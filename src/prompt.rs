use std::env;

use colored::Colorize;

pub struct Prompt {
    custom: Option<String>,
    user: String,
    host: String,
}

impl Prompt {
    pub fn new(custom: Option<String>) -> Self {
        Self {
            custom,
            user: whoami::username(),
            host: whoami::fallible::hostname().unwrap_or_else(|_| String::from("localhost")),
        }
    }

    pub fn get_string(&self) -> String {
        if let Some(custom) = &self.custom {
            return custom.clone();
        }

        let cwd = env::current_dir()
            .map(|p| p.display().to_string())
            .unwrap_or_else(|_| String::from("?"));

        format!(
            "{}:{}> ",
            format!("{}@{}", self.user, self.host).green().bold(),
            cwd.blue()
        )
    }
}
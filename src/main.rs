use std::process;

use pipesh::{cli, logging, shell::Shell};

fn main() {
    let args = cli::parse();
    logging::init_logging(args.log_level);

    let result = Shell::new(args.config()).and_then(|mut shell| shell.run());
    if let Err(err) = result {
        eprintln!("pipesh: {err}");
        process::exit(1);
    }
}
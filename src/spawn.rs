//! Forking one child per stage and wiring its standard streams.
//!
//! Between `fork` and `exec` the child runs only async-signal-safe libc
//! calls: the shell has a signal thread, so the child must not allocate or
//! take locks. Everything the child touches is prepared before forking.

use std::ffi::CString;
use std::os::fd::RawFd;
use std::os::raw::c_char;

use nix::errno::Errno;
use nix::unistd::{self, ForkResult};
use tracing::{debug, warn};

use crate::command::{Pipeline, Stage};
use crate::errors::{Result, ShellError};
use crate::jobs::SpawnedProcess;
use crate::pipes::PipelinePlan;

/// Exit status of a child whose program could not be found.
pub const EXIT_NOT_FOUND: i32 = 127;
/// Exit status of a child whose program was found but could not be started.
pub const EXIT_CANNOT_EXECUTE: i32 = 126;

/// Argument vector and failure messages for one stage, ready for `execvp`.
struct ExecImage {
    // owns the strings `argv_ptrs` points into
    _argv: Vec<CString>,
    argv_ptrs: Vec<*const c_char>,
    not_found: Vec<u8>,
    denied: Vec<u8>,
    failed: Vec<u8>,
}

impl ExecImage {
    fn new(stage: &Stage) -> Result<Self> {
        let argv = stage
            .argv()
            .iter()
            .map(|arg| CString::new(arg.as_bytes()).map_err(|_| ShellError::InvalidArgument(arg.clone())))
            .collect::<Result<Vec<_>>>()?;

        let mut argv_ptrs: Vec<*const c_char> = argv.iter().map(|a| a.as_ptr()).collect();
        argv_ptrs.push(std::ptr::null());

        let program = stage.program();
        Ok(Self {
            _argv: argv,
            argv_ptrs,
            not_found: format!("pipesh: {program}: command not found\n").into_bytes(),
            denied: format!("pipesh: {program}: permission denied\n").into_bytes(),
            failed: format!("pipesh: {program}: cannot execute\n").into_bytes(),
        })
    }
}

/// Children started for a pipeline, plus the error that stopped spawning
/// early, if any. Started children must still be waited on.
#[derive(Debug)]
pub struct SpawnOutcome {
    pub processes: Vec<SpawnedProcess>,
    pub error: Option<ShellError>,
}

/// Start every stage of `pipeline` in index order.
///
/// The plan is consumed: once all children exist (or spawning stops early)
/// the parent's copies of every endpoint are closed.
pub fn spawn(pipeline: &Pipeline, plan: PipelinePlan) -> SpawnOutcome {
    let mut processes = Vec::with_capacity(pipeline.len());

    let images = match pipeline.stages().iter().map(ExecImage::new).collect::<Result<Vec<_>>>() {
        Ok(images) => images,
        Err(error) => {
            return SpawnOutcome {
                processes,
                error: Some(error),
            }
        }
    };
    let close_set = plan.close_set();

    for (i, (stage, image)) in pipeline.stages().iter().zip(&images).enumerate() {
        let binding = plan.binding(i);
        let stdin = plan.raw_fd(binding.stdin);
        let stdout = plan.raw_fd(binding.stdout);

        // SAFETY: the child branch only calls async-signal-safe functions
        // before exec or _exit.
        match unsafe { unistd::fork() } {
            Ok(ForkResult::Child) => exec_child(image, stdin, stdout, &close_set),
            Ok(ForkResult::Parent { child }) => {
                debug!(pid = %child, stage = i, program = stage.program(), "spawned stage");
                processes.push(SpawnedProcess::new(child, i, stage.program()));
            }
            Err(source) => {
                let error = ShellError::Spawn { stage: i + 1, source };
                warn!(%error, started = processes.len(), "aborting pipeline");
                drop(plan);
                return SpawnOutcome {
                    processes,
                    error: Some(error),
                };
            }
        }
    }

    drop(plan);
    SpawnOutcome {
        processes,
        error: None,
    }
}

fn exec_child(image: &ExecImage, stdin: Option<RawFd>, stdout: Option<RawFd>, close_set: &[RawFd]) -> ! {
    unsafe {
        // the shell ignores SIGPIPE and catches SIGINT; programs expect defaults
        libc::signal(libc::SIGPIPE, libc::SIG_DFL);
        libc::signal(libc::SIGINT, libc::SIG_DFL);

        if let Some(fd) = stdin {
            if libc::dup2(fd, libc::STDIN_FILENO) == -1 {
                libc::_exit(EXIT_CANNOT_EXECUTE);
            }
        }
        if let Some(fd) = stdout {
            if libc::dup2(fd, libc::STDOUT_FILENO) == -1 {
                libc::_exit(EXIT_CANNOT_EXECUTE);
            }
        }
        // the duplicates live on as 0 and 1; the originals must all go
        for &fd in close_set {
            libc::close(fd);
        }

        libc::execvp(image.argv_ptrs[0], image.argv_ptrs.as_ptr());

        let (message, code) = match Errno::last() {
            Errno::ENOENT | Errno::ENOTDIR => (&image.not_found, EXIT_NOT_FOUND),
            Errno::EACCES | Errno::EPERM => (&image.denied, EXIT_CANNOT_EXECUTE),
            _ => (&image.failed, EXIT_CANNOT_EXECUTE),
        };
        libc::write(libc::STDERR_FILENO, message.as_ptr().cast(), message.len());
        libc::_exit(code)
    }
}

#[cfg(test)]
mod tests {
    use super::*;
    use crate::config::{Limits, PrimaryStage};
    use crate::jobs::{wait_all, ExitState};

    fn run(line: &str) -> crate::jobs::PipelineResult {
        let pipeline = Pipeline::parse(line, &Limits::default()).unwrap();
        let plan = PipelinePlan::build(&pipeline).unwrap();
        let outcome = spawn(&pipeline, plan);
        assert!(outcome.error.is_none());
        wait_all(outcome.processes, PrimaryStage::First)
    }

    #[test]
    fn exec_image_is_null_terminated() {
        let pipeline = Pipeline::parse("echo a b", &Limits::default()).unwrap();
        let image = ExecImage::new(&pipeline.stages()[0]).unwrap();
        assert_eq!(image.argv_ptrs.len(), 4);
        assert!(image.argv_ptrs[3].is_null());
        assert!(String::from_utf8_lossy(&image.not_found).contains("echo: command not found"));
    }

    #[test]
    fn spawns_and_reaps_every_stage() {
        let result = run("true | true | true");
        assert_eq!(result.processes().len(), 3);
        assert!(result.all_reaped());
        assert!(result.success());
        let stages: Vec<usize> = result.processes().iter().map(|p| p.stage).collect();
        assert_eq!(stages, vec![0, 1, 2]);
    }

    #[test]
    fn missing_program_exits_not_found() {
        let result = run("pipesh_no_such_program_xyz");
        assert_eq!(result.processes().len(), 1);
        assert_eq!(
            result.primary().and_then(|p| p.status),
            Some(ExitState::Exited(EXIT_NOT_FOUND))
        );
        assert!(!result.success());
    }
}
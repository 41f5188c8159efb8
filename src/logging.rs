//! Logging setup using `tracing` + `tracing-subscriber`.
//!
//! Priority for the log level:
//! 1. `--log-level` flag
//! 2. `PIPESH_LOG` environment variable
//! 3. `warn`
//!
//! Logs go to stderr so stdout carries only pipeline output and ledger dumps.

use tracing::Level;
use tracing_subscriber::fmt;

use crate::cli::LogLevel;

pub fn init_logging(cli_level: Option<LogLevel>) {
    let level = match cli_level {
        Some(lvl) => level_from_log_level(lvl),
        None => std::env::var("PIPESH_LOG")
            .ok()
            .and_then(|s| parse_level_str(&s))
            .unwrap_or(Level::WARN),
    };

    fmt()
        .with_max_level(level)
        .with_target(false)
        .with_writer(std::io::stderr)
        .init();
}

fn level_from_log_level(lvl: LogLevel) -> Level {
    match lvl {
        LogLevel::Error => Level::ERROR,
        LogLevel::Warn => Level::WARN,
        LogLevel::Info => Level::INFO,
        LogLevel::Debug => Level::DEBUG,
        LogLevel::Trace => Level::TRACE,
    }
}

fn parse_level_str(s: &str) -> Option<Level> {
    match s.trim().to_lowercase().as_str() {
        "error" => Some(Level::ERROR),
        "warn" | "warning" => Some(Level::WARN),
        "info" => Some(Level::INFO),
        "debug" => Some(Level::DEBUG),
        "trace" => Some(Level::TRACE),
        _ => None,
    }
}
//! Session limits and policies.

use crate::errors::{Result, ShellError};

pub const DEFAULT_MAX_LINE_LENGTH: usize = 256;
/// Five pipes, six stages.
pub const DEFAULT_MAX_STAGES: usize = 6;
pub const DEFAULT_MAX_ARGS: usize = 16;
pub const DEFAULT_HISTORY_CAPACITY: usize = 50;

/// Which stage's pid a ledger entry and the pipeline's success refer to.
#[derive(Debug, Clone, Copy, PartialEq, Eq, Default)]
pub enum PrimaryStage {
    #[default]
    First,
    Last,
}

#[derive(Debug, Clone, Copy, PartialEq, Eq)]
pub struct Limits {
    pub max_line_length: usize,
    pub max_stages: usize,
    /// Program name included.
    pub max_args: usize,
    pub history_capacity: usize,
}

impl Default for Limits {
    fn default() -> Self {
        Self {
            max_line_length: DEFAULT_MAX_LINE_LENGTH,
            max_stages: DEFAULT_MAX_STAGES,
            max_args: DEFAULT_MAX_ARGS,
            history_capacity: DEFAULT_HISTORY_CAPACITY,
        }
    }
}

impl Limits {
    pub fn validate(&self) -> Result<()> {
        let fields = [
            ("max-line-length", self.max_line_length),
            ("max-stages", self.max_stages),
            ("max-args", self.max_args),
            ("history-capacity", self.history_capacity),
        ];
        for (name, value) in fields {
            if value == 0 {
                return Err(ShellError::Config(format!("{name} must be at least 1")));
            }
        }
        Ok(())
    }
}

#[derive(Debug, Clone, Default)]
pub struct Config {
    pub limits: Limits,
    pub primary_stage: PrimaryStage,
    /// Used verbatim instead of the default `user@host:cwd> ` prompt.
    pub prompt: Option<String>,
}

impl Config {
    pub fn validate(&self) -> Result<()> {
        self.limits.validate()
    }
}
//! Channel allocation and per-stage descriptor bindings.
//!
//! A plan for N stages owns N-1 pipes. Stage `i` reads channel `i-1` and
//! writes channel `i`; the outer ends are either inherited from the shell or
//! supplied by the caller. Every endpoint the plan owns shows up in the
//! close-set, which each child closes in full after rewiring its standard
//! streams. The parent closes its copies by dropping the plan.

use std::os::fd::{AsRawFd, OwnedFd, RawFd};

use nix::fcntl::OFlag;
use nix::unistd;
use tracing::trace;

use crate::command::Pipeline;
use crate::errors::{Result, ShellError};

#[derive(Debug, Clone, Copy, PartialEq, Eq)]
pub enum End {
    Read,
    Write,
}

/// Where a stage's standard input or output comes from.
#[derive(Debug, Clone, Copy, PartialEq, Eq)]
pub enum Endpoint {
    /// Left as the shell's own stream.
    Inherit,
    /// One end of an inter-stage channel.
    Channel { channel: usize, end: End },
    /// Caller-supplied descriptor feeding the first stage.
    Source,
    /// Caller-supplied descriptor receiving the last stage's output.
    Sink,
}

#[derive(Debug, Clone, Copy, PartialEq, Eq)]
pub struct StageBinding {
    pub stdin: Endpoint,
    pub stdout: Endpoint,
}

/// A unidirectional pipe from stage `k` to stage `k + 1`.
#[derive(Debug)]
pub struct Channel {
    read: OwnedFd,
    write: OwnedFd,
}

impl Channel {
    /// Opened close-on-exec: stray copies inherited by unrelated children
    /// vanish at exec. The dup2'd standard streams are not affected.
    pub fn open() -> Result<Self> {
        let (read, write) = unistd::pipe2(OFlag::O_CLOEXEC).map_err(ShellError::Channel)?;
        Ok(Self { read, write })
    }

    pub fn raw_fd(&self, end: End) -> RawFd {
        match end {
            End::Read => self.read.as_raw_fd(),
            End::Write => self.write.as_raw_fd(),
        }
    }
}

#[derive(Debug)]
pub struct PipelinePlan {
    stages: usize,
    channels: Vec<Channel>,
    source: Option<OwnedFd>,
    sink: Option<OwnedFd>,
}

impl PipelinePlan {
    /// Plan with the outer streams inherited from the shell.
    pub fn build(pipeline: &Pipeline) -> Result<Self> {
        Self::with_io(pipeline.len(), None, None)
    }

    /// Plan whose first stage reads `source` and last stage writes `sink`
    /// when given. The plan takes ownership of both.
    ///
    /// The interactive shell always passes `None` for both (see [`build`]);
    /// the descriptors are for embedders and tests that capture a
    /// pipeline's outer streams instead of the terminal.
    ///
    /// [`build`]: PipelinePlan::build
    pub fn with_io(stages: usize, source: Option<OwnedFd>, sink: Option<OwnedFd>) -> Result<Self> {
        let wanted = stages.saturating_sub(1);
        let mut channels = Vec::with_capacity(wanted);
        for _ in 0..wanted {
            // already-opened channels are closed on drop if this fails
            channels.push(Channel::open()?);
        }
        trace!(stages, channels = channels.len(), "allocated pipeline channels");

        Ok(Self {
            stages,
            channels,
            source,
            sink,
        })
    }

    pub fn stage_count(&self) -> usize {
        self.stages
    }

    pub fn channel_count(&self) -> usize {
        self.channels.len()
    }

    pub fn binding(&self, stage: usize) -> StageBinding {
        assert!(stage < self.stages, "stage {stage} out of range");

        let stdin = if stage > 0 {
            Endpoint::Channel {
                channel: stage - 1,
                end: End::Read,
            }
        } else if self.source.is_some() {
            Endpoint::Source
        } else {
            Endpoint::Inherit
        };

        let stdout = if stage + 1 < self.stages {
            Endpoint::Channel {
                channel: stage,
                end: End::Write,
            }
        } else if self.sink.is_some() {
            Endpoint::Sink
        } else {
            Endpoint::Inherit
        };

        StageBinding { stdin, stdout }
    }

    /// Descriptor behind an endpoint; `None` for inherited streams.
    pub fn raw_fd(&self, endpoint: Endpoint) -> Option<RawFd> {
        match endpoint {
            Endpoint::Inherit => None,
            Endpoint::Channel { channel, end } => Some(self.channels[channel].raw_fd(end)),
            Endpoint::Source => self.source.as_ref().map(AsRawFd::as_raw_fd),
            Endpoint::Sink => self.sink.as_ref().map(AsRawFd::as_raw_fd),
        }
    }

    /// Every descriptor owned by the plan.
    pub fn close_set(&self) -> Vec<RawFd> {
        let mut fds: Vec<RawFd> = self
            .channels
            .iter()
            .flat_map(|c| [c.raw_fd(End::Read), c.raw_fd(End::Write)])
            .collect();
        fds.extend(self.source.as_ref().map(AsRawFd::as_raw_fd));
        fds.extend(self.sink.as_ref().map(AsRawFd::as_raw_fd));
        fds
    }
}
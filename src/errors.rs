//! Crate-wide error type.

use std::io;

use thiserror::Error;

#[derive(Error, Debug)]
pub enum ShellError {
    #[error("error reading command: {0}")]
    Input(#[source] io::Error),

    #[error("line too long ({len} bytes, limit is {max})")]
    LineTooLong { len: usize, max: usize },

    #[error("input line is not valid UTF-8")]
    NotUtf8,

    #[error("syntax error: empty command in pipeline stage {index}")]
    EmptyStage { index: usize },

    #[error("too many pipeline stages ({count}, limit is {max})")]
    TooManyStages { count: usize, max: usize },

    #[error("{program}: too many arguments ({count}, limit is {max})")]
    TooManyArguments {
        program: String,
        count: usize,
        max: usize,
    },

    #[error("argument contains a NUL byte: {0:?}")]
    InvalidArgument(String),

    #[error("pipe failed: {0}")]
    Channel(#[source] nix::Error),

    #[error("fork failed for stage {stage}: {source}")]
    Spawn {
        stage: usize,
        #[source]
        source: nix::Error,
    },

    #[error("wait failed: {0}")]
    Wait(#[source] nix::Error),

    #[error("configuration error: {0}")]
    Config(String),

    #[error(transparent)]
    Io(#[from] io::Error),
}

impl ShellError {
    /// Errors that end the session instead of being reported at the prompt.
    pub fn is_fatal(&self) -> bool {
        matches!(self, ShellError::Input(_) | ShellError::Config(_))
    }
}

pub type Result<T> = std::result::Result<T, ShellError>;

[How to complete this task]
Every line holding the string "unistd" should be copied here, so please find those lines in the data.

[Output for this exercise]
use nix::unistd::{self, ForkResult};
        match unsafe { unistd::fork() } {
use nix::unistd;
        let (read, write) = unistd::pipe2(OFlag::O_CLOEXEC).map_err(ShellError::Channel)?;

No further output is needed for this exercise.